## DESCRIPTION OF THE TASK
Every entry needs to be given again exactly as it reads.

## RAW DATA
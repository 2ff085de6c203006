#![cfg_attr(feature = "fail-on-warnings", deny(warnings))]
#![warn(clippy::all, clippy::pedantic, clippy::nursery, clippy::cargo)]
#![allow(clippy::multiple_crate_versions, clippy::cargo_common_metadata)]

//! Synthetic dataset generation for the street lights maintenance demo.
//!
//! A run is a fixed sequence of [`Stage`]s driven by a [`PipelineContext`]:
//! neighborhoods are laid out over the city region, street lights are
//! sampled inside them, suppliers are scattered across the region,
//! maintenance history and enrichment tables are derived from the lights,
//! and the whole dataset is validated before a single file is written.
//!
//! Every random draw goes through the context's one seeded RNG, so a run
//! with an explicit seed and reference time is byte-for-byte repeatable.
//! Output files are staged and only renamed into place once every table of
//! the run has been written successfully.

pub mod config;
pub mod context;
pub mod enrichment;
pub mod export;
pub mod load;
pub mod maintenance;
pub mod neighborhoods;
pub mod pipeline;
pub mod progress;
pub mod report;
pub mod street_lights;
pub mod summary;
pub mod suppliers;
pub mod templates;
pub mod validate;

use std::path::{Path, PathBuf};

use strum_macros::{AsRefStr, Display};
use thiserror::Error;

pub use config::GeneratorConfig;
pub use context::PipelineContext;

/// Timestamp format used in every CSV column holding a date and time.
pub const TIMESTAMP_FORMAT: &str = "%Y-%m-%d %H:%M:%S";

/// Date format used in every CSV column holding a calendar date.
pub const DATE_FORMAT: &str = "%Y-%m-%d";

/// A step of the generation pipeline, used to report where a run failed.
#[derive(Debug, Clone, Copy, PartialEq, Eq, PartialOrd, Ord, Hash, Display, AsRefStr)]
#[strum(serialize_all = "snake_case")]
pub enum Stage {
    Configuration,
    Neighborhoods,
    StreetLights,
    Suppliers,
    Maintenance,
    Enrichment,
    Validation,
    Export,
}

/// Errors that can occur while generating or exporting a dataset.
#[derive(Debug, Error)]
pub enum GenerateError {
    /// The configuration was rejected before generation started.
    #[error("Configuration error: {0}")]
    Config(String),

    /// A generated record broke a dataset invariant.
    #[error("Invariant violated in {stage}: {message}")]
    Invariant {
        /// Stage that produced or checked the record.
        stage: Stage,
        /// Which record and which rule.
        message: String,
    },

    /// A geometric operation failed.
    #[error("Spatial error in {stage}: {source}")]
    Spatial {
        /// Stage that requested the geometry.
        stage: Stage,
        /// Underlying failure.
        source: streetlights_spatial::SpatialError,
    },

    /// A stage failed; wraps the underlying error with the stage name.
    #[error("Stage {stage} failed: {source}")]
    StageFailed {
        /// The failing stage.
        stage: Stage,
        /// Underlying failure.
        source: Box<Self>,
    },

    /// An upstream input file needed by a single-stage run is missing.
    #[error("Missing input {}: run the upstream stage first", path.display())]
    MissingInput {
        /// Expected file location.
        path: PathBuf,
    },

    /// A value read back from CSV could not be converted.
    #[error("Parse error: {0}")]
    Parse(String),

    /// An I/O operation failed.
    #[error("I/O error: {0}")]
    Io(#[from] std::io::Error),

    /// CSV reading or writing failed.
    #[error("CSV error: {0}")]
    Csv(#[from] csv::Error),

    /// JSON serialization failed.
    #[error("JSON error: {0}")]
    Json(#[from] serde_json::Error),

    /// A TOML profile could not be parsed.
    #[error("TOML error: {0}")]
    Toml(#[from] toml::de::Error),
}

impl GenerateError {
    /// Shorthand for an [`GenerateError::Invariant`] error.
    pub fn invariant(stage: Stage, message: impl Into<String>) -> Self {
        Self::Invariant {
            stage,
            message: message.into(),
        }
    }

    /// The stage the error is attributed to, if any.
    #[must_use]
    pub const fn stage(&self) -> Option<Stage> {
        match self {
            Self::Invariant { stage, .. }
            | Self::Spatial { stage, .. }
            | Self::StageFailed { stage, .. } => Some(*stage),
            Self::Config(_) => Some(Stage::Configuration),
            _ => None,
        }
    }
}

/// Returns the default output directory (`data/` at the workspace root).
///
/// Resolved at compile time from `CARGO_MANIFEST_DIR` so the location does
/// not depend on the caller's working directory. Falls back to a relative
/// `data/` if the workspace root cannot be determined.
#[must_use]
pub fn default_output_dir() -> PathBuf {
    Path::new(env!("CARGO_MANIFEST_DIR"))
        .ancestors()
        .nth(2)
        .map_or_else(|| PathBuf::from("data"), |root| root.join("data"))
}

## RESULT FOR THIS TASK
repository 2ff085de6c203006
#![cfg_attr(feature = "fail-on-warnings", deny(warnings))]
#![warn(clippy::all, clippy::pedantic, clippy::nursery, clippy::cargo)]
#![allow(clippy::multiple_crate_versions, clippy::cargo_common_metadata)]

//! Synthetic dataset generation for the street lights maintenance demo.
//!
//! A run is a fixed sequence of [`Stage`]s driven by a [`PipelineContext`]:
//! neighborhoods are laid out over the city region, street lights are
//! sampled inside them, suppliers are scattered across the region,
//! maintenance history and enrichment tables are derived from the lights,
//! and the whole dataset is validated before a single file is written.
//!
//! Every random draw goes through the context's one seeded RNG, so a run
//! with an explicit seed and reference time is byte-for-byte repeatable.
//! Output files are staged and only renamed into place once every table of
//! the run has been written successfully.

pub mod config;
pub mod context;
pub mod enrichment;
pub mod export;
pub mod load;
pub mod maintenance;
pub mod neighborhoods;
pub mod pipeline;
pub mod progress;
pub mod report;
pub mod street_lights;
pub mod summary;
pub mod suppliers;
pub mod templates;
pub mod validate;

use std::path::{Path, PathBuf};

use strum_macros::{AsRefStr, Display};
use thiserror::Error;

pub use config::GeneratorConfig;
pub use context::PipelineContext;

/// Timestamp format used in every CSV column holding a date and time.
pub const TIMESTAMP_FORMAT: &str = "%Y-%m-%d %H:%M:%S";

/// Date format used in every CSV column holding a calendar date.
pub const DATE_FORMAT: &str = "%Y-%m-%d";

/// A step of the generation pipeline, used to report where a run failed.
#[derive(Debug, Clone, Copy, PartialEq, Eq, PartialOrd, Ord, Hash, Display, AsRefStr)]
#[strum(serialize_all = "snake_case")]
pub enum Stage {
    Configuration,
    Neighborhoods,
    StreetLights,
    Suppliers,
    Maintenance,
    Enrichment,
    Validation,
    Export,
}

/// Errors that can occur while generating or exporting a dataset.
#[derive(Debug, Error)]
pub enum GenerateError {
    /// The configuration was rejected before generation started.
    #[error("Configuration error: {0}")]
    Config(String),

    /// A generated record broke a dataset invariant.
    #[error("Invariant violated in {stage}: {message}")]
    Invariant {
        /// Stage that produced or checked the record.
        stage: Stage,
        /// Which record and which rule.
        message: String,
    },

    /// A geometric operation failed.
    #[error("Spatial error in {stage}: {source}")]
    Spatial {
        /// Stage that requested the geometry.
        stage: Stage,
        /// Underlying failure.
        source: streetlights_spatial::SpatialError,
    },

    /// A stage failed; wraps the underlying error with the stage name.
    #[error("Stage {stage} failed: {source}")]
    StageFailed {
        /// The failing stage.
        stage: Stage,
        /// Underlying failure.
        source: Box<Self>,
    },

    /// An upstream input file needed by a single-stage run is missing.
    #[error("Missing input {}: run the upstream stage first", path.display())]
    MissingInput {
        /// Expected file location.
        path: PathBuf,
    },

    /// A value read back from CSV could not be converted.
    #[error("Parse error: {0}")]
    Parse(String),

    /// An I/O operation failed.
    #[error("I/O error: {0}")]
    Io(#[from] std::io::Error),

    /// CSV reading or writing failed.
    #[error("CSV error: {0}")]
    Csv(#[from] csv::Error),

    /// JSON serialization failed.
    #[error("JSON error: {0}")]
    Json(#[from] serde_json::Error),

    /// A TOML profile could not be parsed.
    #[error("TOML error: {0}")]
    Toml(#[from] toml::de::Error),
}

impl GenerateError {
    /// Shorthand for an [`GenerateError::Invariant`] error.
    pub fn invariant(stage: Stage, message: impl Into<String>) -> Self {
        Self::Invariant {
            stage,
            message: message.into(),
        }
    }

    /// The stage the error is attributed to, if any.
    #[must_use]
    pub const fn stage(&self) -> Option<Stage> {
        match self {
            Self::Invariant { stage, .. }
            | Self::Spatial { stage, .. }
            | Self::StageFailed { stage, .. } => Some(*stage),
            Self::Config(_) => Some(Stage::Configuration),
            _ => None,
        }
    }
}

/// Returns the default output directory (`data/` at the workspace root).
///
/// Resolved at compile time from `CARGO_MANIFEST_DIR` so the location does
/// not depend on the caller's working directory. Falls back to a relative
/// `data/` if the workspace root cannot be determined.
#[must_use]
pub fn default_output_dir() -> PathBuf {
    Path::new(env!("CARGO_MANIFEST_DIR"))
        .ancestors()
        .nth(2)
        .map_or_else(|| PathBuf::from("data"), |root| root.join("data"))
}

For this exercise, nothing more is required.